Richildis did not know why she blushed. “I have a care for my kin,” she said, “whether acknowledged or no.”
“Your brother may not forgive you for this.”
“He has so much to forgive me for,” Richildis said with lightness that was not entirely feigned. “What’s one thing more?”
Helena smiled herself, if somewhat faintly. “You can do this?”
Richildis nodded without speaking. She should, she thought, have spoken with Melisende first. If the princess did not agree…
* * *
The princess was not, that week, in the best of moods. Her husband had been vexing her again as she put it, pressing her to begin another child – this despite the fact that young Baldwin had yet to be ill for so much as a day, or to complain
of anything but the pangs of teething. He was in all ways a robust child, sunny of disposition, with his mother’s looks and his father’s affability. He was growing up well and strong, but Fulk was a prudent man. The succession, in his mind, was best assured with more than a single heir.

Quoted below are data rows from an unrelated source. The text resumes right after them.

use std::collections::HashMap;
use std::sync::Arc;

use crate::application::ports::TranscriptRenderer;
use crate::domain::OutputFormat;

use super::docx_renderer::DocxRenderer;
use super::plain_text_renderer::PlainTextRenderer;

pub struct RendererFactory;

impl RendererFactory {
    pub fn create(format: OutputFormat) -> Arc<dyn TranscriptRenderer> {
        match format {
            OutputFormat::Txt => Arc::new(PlainTextRenderer),
            OutputFormat::Docx => Arc::new(DocxRenderer),
        }
    }

    /// One renderer per supported output format.
    pub fn all() -> HashMap<OutputFormat, Arc<dyn TranscriptRenderer>> {
        OutputFormat::ALL
            .into_iter()
            .map(|format| (format, Self::create(format)))
            .collect()
    }
}
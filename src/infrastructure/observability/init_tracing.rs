use tracing_subscriber::layer::SubscriberExt;
use tracing_subscriber::util::SubscriberInitExt;
use tracing_subscriber::{EnvFilter, fmt};

use super::TracingConfig;

/// Initialize the tracing subscriber with structured logging.
pub fn init_tracing(config: &TracingConfig) {
    let env_filter = EnvFilter::try_from_default_env()
        .unwrap_or_else(|_| EnvFilter::new(config.default_filter()));

    if config.json_format {
        tracing_subscriber::registry()
            .with(env_filter)
            .with(
                fmt::layer()
                    .json()
                    .with_target(true)
                    .with_file(true)
                    .with_line_number(true),
            )
            .init();
    } else {
        tracing_subscriber::registry()
            .with(env_filter)
            .with(fmt::layer().with_target(true))
            .init();
    }

    tracing::info!(
        environment = %config.environment,
        json_format = config.json_format,
        "Tracing initialized"
    );
}
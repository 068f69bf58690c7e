/// One contiguous speech segment attributed to a single speaker.
#[derive(Debug, Clone, PartialEq, Eq)]
pub struct Utterance {
    pub speaker: String,
    pub text: String,
}

impl Utterance {
    pub fn new(speaker: impl Into<String>, text: impl Into<String>) -> Self {
        Self {
            speaker: speaker.into(),
            text: text.into(),
        }
    }
}
use std::fmt;

/// Application runtime environment, selected by `APP_ENVIRONMENT`.
#[derive(Debug, Clone, Copy, PartialEq, Eq)]
pub enum Environment {
    Local,
    Test,
    Prod,
}

impl Environment {
    pub fn as_str(&self) -> &'static str {
        match self {
            Environment::Local => "local",
            Environment::Test => "test",
            Environment::Prod => "prod",
        }
    }

    /// Optional settings file layered over the defaults, e.g. `appsettings.local.toml`.
    pub fn config_file_name(&self) -> String {
        format!("appsettings.{}", self.as_str())
    }
}

impl TryFrom<String> for Environment {
    type Error = String;

    fn try_from(s: String) -> Result<Self, Self::Error> {
        match s.to_lowercase().as_str() {
            "local" | "development" => Ok(Self::Local),
            "test" => Ok(Self::Test),
            "prod" | "production" => Ok(Self::Prod),
            other => Err(format!(
                "Invalid environment: {}. Expected: local, test, or prod",
                other
            )),
        }
    }
}

impl fmt::Display for Environment {
    fn fmt(&self, f: &mut fmt::Formatter<'_>) -> fmt::Result {
        f.write_str(self.as_str())
    }
}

Melisende had been simmering for some time. As had been her custom since well before Richildis knew her, she did the greater part of it in solitude, praying in her chapel or in one of the churches in the city. When prayer failed her however she turned to other consolations.
Richildis had become one of them. On days when duties and pleasures allowed, she would find her lady in this church or that, and walk with her back to the palace, often by circuitous routes. There were always guards. Sometimes they were mounted, sometimes afoot.
That day Richildis came back from Helena’s in company with Kutub the Turk, whose presence deterred anyone from interfering with a woman of apparent means and rank walking alone. She had known that Melisende would be praying in the Church of the Holy Sepulcher today – proof enough of how far her husband had taxed her patience, that she stormed heaven from the very navel of the world.
Melisende was coming out as Richildis came in, with small escort and in little state. At sight of Richildis she dismissed her maids and all but a pair of guards. They did not approve, but neither did they dare to protest.
As they departed slowly down the Street of the Sepulcher, Melisende turned in another direction, toward the east of the city. The two guards and the Turk, who knew each other from other such expeditions, exchanged warily respectful nods and fell in, Kutub ahead, the Franks behind.